WORK ITEM =
Count the lines below containing "NotWhitelisted". Number only.

DATA EXTRACT =
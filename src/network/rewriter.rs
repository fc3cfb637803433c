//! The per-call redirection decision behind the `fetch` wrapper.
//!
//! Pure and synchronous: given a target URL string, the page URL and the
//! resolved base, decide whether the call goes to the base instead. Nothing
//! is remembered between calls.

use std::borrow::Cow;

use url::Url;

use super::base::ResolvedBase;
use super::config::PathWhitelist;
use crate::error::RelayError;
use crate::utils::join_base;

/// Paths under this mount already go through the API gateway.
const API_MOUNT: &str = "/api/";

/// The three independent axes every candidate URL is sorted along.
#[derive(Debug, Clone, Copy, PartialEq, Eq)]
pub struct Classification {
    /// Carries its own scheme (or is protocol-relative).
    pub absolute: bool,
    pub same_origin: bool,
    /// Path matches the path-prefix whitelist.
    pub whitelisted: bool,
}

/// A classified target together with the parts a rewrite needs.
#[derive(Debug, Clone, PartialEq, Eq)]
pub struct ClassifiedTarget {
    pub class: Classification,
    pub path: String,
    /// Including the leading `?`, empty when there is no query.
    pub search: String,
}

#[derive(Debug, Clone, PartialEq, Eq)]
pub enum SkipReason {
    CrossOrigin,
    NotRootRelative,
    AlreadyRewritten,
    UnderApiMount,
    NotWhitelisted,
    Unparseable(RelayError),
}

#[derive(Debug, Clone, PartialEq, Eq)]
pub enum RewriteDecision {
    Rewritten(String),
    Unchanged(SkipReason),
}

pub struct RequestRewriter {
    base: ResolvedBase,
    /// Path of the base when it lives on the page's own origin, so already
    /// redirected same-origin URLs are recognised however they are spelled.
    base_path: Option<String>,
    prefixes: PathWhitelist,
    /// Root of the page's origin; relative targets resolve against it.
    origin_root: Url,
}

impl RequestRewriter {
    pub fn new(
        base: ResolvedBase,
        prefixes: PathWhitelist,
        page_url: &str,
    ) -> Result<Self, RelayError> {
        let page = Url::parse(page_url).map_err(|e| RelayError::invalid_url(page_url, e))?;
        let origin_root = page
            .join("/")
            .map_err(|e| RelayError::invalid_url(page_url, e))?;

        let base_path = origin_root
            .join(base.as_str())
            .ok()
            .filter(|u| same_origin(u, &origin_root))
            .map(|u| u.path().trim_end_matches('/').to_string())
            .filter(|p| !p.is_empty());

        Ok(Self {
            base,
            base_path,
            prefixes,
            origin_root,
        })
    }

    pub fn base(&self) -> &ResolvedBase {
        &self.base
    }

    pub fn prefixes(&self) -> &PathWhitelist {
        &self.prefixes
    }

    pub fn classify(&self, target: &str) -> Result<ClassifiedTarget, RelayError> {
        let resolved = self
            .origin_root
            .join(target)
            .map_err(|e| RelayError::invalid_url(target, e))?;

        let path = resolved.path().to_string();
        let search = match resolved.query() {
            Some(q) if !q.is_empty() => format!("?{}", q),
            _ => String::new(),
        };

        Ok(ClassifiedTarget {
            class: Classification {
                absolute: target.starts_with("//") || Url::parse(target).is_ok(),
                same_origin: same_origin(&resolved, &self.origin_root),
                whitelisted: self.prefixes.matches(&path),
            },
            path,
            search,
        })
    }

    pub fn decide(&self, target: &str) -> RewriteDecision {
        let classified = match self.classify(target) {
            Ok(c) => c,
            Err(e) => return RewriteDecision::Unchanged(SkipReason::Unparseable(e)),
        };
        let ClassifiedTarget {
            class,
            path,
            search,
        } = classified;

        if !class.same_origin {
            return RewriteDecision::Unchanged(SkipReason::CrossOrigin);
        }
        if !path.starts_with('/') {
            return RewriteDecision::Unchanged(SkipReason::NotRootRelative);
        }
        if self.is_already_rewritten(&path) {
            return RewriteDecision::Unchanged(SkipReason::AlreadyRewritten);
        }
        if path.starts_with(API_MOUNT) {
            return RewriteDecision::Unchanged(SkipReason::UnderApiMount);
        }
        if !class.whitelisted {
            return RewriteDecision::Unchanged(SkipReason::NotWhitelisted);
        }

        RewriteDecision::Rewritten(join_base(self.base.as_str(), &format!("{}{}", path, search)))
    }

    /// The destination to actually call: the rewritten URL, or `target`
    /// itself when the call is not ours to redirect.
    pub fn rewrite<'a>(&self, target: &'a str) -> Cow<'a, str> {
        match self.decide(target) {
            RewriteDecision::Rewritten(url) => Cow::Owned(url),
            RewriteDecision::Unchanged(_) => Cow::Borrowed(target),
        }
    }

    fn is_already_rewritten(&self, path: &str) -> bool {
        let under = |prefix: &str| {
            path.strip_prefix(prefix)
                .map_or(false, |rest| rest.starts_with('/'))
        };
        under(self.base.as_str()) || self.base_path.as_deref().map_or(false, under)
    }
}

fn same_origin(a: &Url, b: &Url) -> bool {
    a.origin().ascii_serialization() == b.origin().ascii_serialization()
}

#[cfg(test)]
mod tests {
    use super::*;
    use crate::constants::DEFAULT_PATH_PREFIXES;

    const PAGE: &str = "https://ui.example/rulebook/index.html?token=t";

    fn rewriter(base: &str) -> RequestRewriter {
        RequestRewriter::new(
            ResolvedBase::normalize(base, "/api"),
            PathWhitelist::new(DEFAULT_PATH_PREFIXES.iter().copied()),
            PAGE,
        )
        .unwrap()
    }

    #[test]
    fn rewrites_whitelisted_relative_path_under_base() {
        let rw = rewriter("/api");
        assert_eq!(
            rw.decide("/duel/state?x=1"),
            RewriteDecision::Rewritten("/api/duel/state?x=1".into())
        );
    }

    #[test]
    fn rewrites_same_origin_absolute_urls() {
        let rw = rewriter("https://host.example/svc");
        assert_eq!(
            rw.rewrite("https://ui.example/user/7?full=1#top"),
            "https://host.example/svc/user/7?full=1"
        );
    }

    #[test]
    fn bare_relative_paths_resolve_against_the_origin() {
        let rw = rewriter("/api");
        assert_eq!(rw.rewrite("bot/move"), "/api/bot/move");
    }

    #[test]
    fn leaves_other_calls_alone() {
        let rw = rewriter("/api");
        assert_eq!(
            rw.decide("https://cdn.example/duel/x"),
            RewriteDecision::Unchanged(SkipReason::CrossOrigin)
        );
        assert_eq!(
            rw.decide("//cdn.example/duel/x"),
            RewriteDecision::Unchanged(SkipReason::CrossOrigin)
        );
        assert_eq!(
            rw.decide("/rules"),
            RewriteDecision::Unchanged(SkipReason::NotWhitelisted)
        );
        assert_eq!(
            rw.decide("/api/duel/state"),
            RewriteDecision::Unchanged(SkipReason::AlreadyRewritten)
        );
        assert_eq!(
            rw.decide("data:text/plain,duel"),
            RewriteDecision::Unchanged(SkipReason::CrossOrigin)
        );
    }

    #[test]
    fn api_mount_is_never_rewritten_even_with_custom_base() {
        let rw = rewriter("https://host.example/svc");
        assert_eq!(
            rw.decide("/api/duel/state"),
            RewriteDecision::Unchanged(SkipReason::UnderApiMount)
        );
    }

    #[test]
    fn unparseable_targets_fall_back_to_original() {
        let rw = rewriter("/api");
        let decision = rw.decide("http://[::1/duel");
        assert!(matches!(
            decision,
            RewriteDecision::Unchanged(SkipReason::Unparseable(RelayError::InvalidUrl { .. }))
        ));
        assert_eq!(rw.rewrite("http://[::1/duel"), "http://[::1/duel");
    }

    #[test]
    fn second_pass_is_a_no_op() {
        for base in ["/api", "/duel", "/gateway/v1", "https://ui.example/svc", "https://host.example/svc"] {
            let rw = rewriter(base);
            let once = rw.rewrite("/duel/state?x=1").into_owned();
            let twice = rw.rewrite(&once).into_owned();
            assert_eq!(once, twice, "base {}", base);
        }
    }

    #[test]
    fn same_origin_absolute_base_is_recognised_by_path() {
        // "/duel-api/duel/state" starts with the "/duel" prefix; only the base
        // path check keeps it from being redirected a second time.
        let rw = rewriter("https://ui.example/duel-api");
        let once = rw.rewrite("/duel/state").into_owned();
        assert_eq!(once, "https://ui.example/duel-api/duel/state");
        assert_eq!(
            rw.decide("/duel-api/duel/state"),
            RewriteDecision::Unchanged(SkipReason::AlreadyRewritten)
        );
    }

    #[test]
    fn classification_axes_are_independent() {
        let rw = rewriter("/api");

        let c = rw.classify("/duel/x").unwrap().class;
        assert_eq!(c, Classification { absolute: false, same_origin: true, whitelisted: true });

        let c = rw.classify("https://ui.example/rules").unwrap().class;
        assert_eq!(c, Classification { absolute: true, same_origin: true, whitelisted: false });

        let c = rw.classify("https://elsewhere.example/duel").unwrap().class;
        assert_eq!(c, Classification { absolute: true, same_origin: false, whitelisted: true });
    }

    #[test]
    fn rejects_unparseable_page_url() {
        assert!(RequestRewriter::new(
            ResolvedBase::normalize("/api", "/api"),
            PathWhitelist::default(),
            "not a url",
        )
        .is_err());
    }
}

YOUR RESPONSE =
3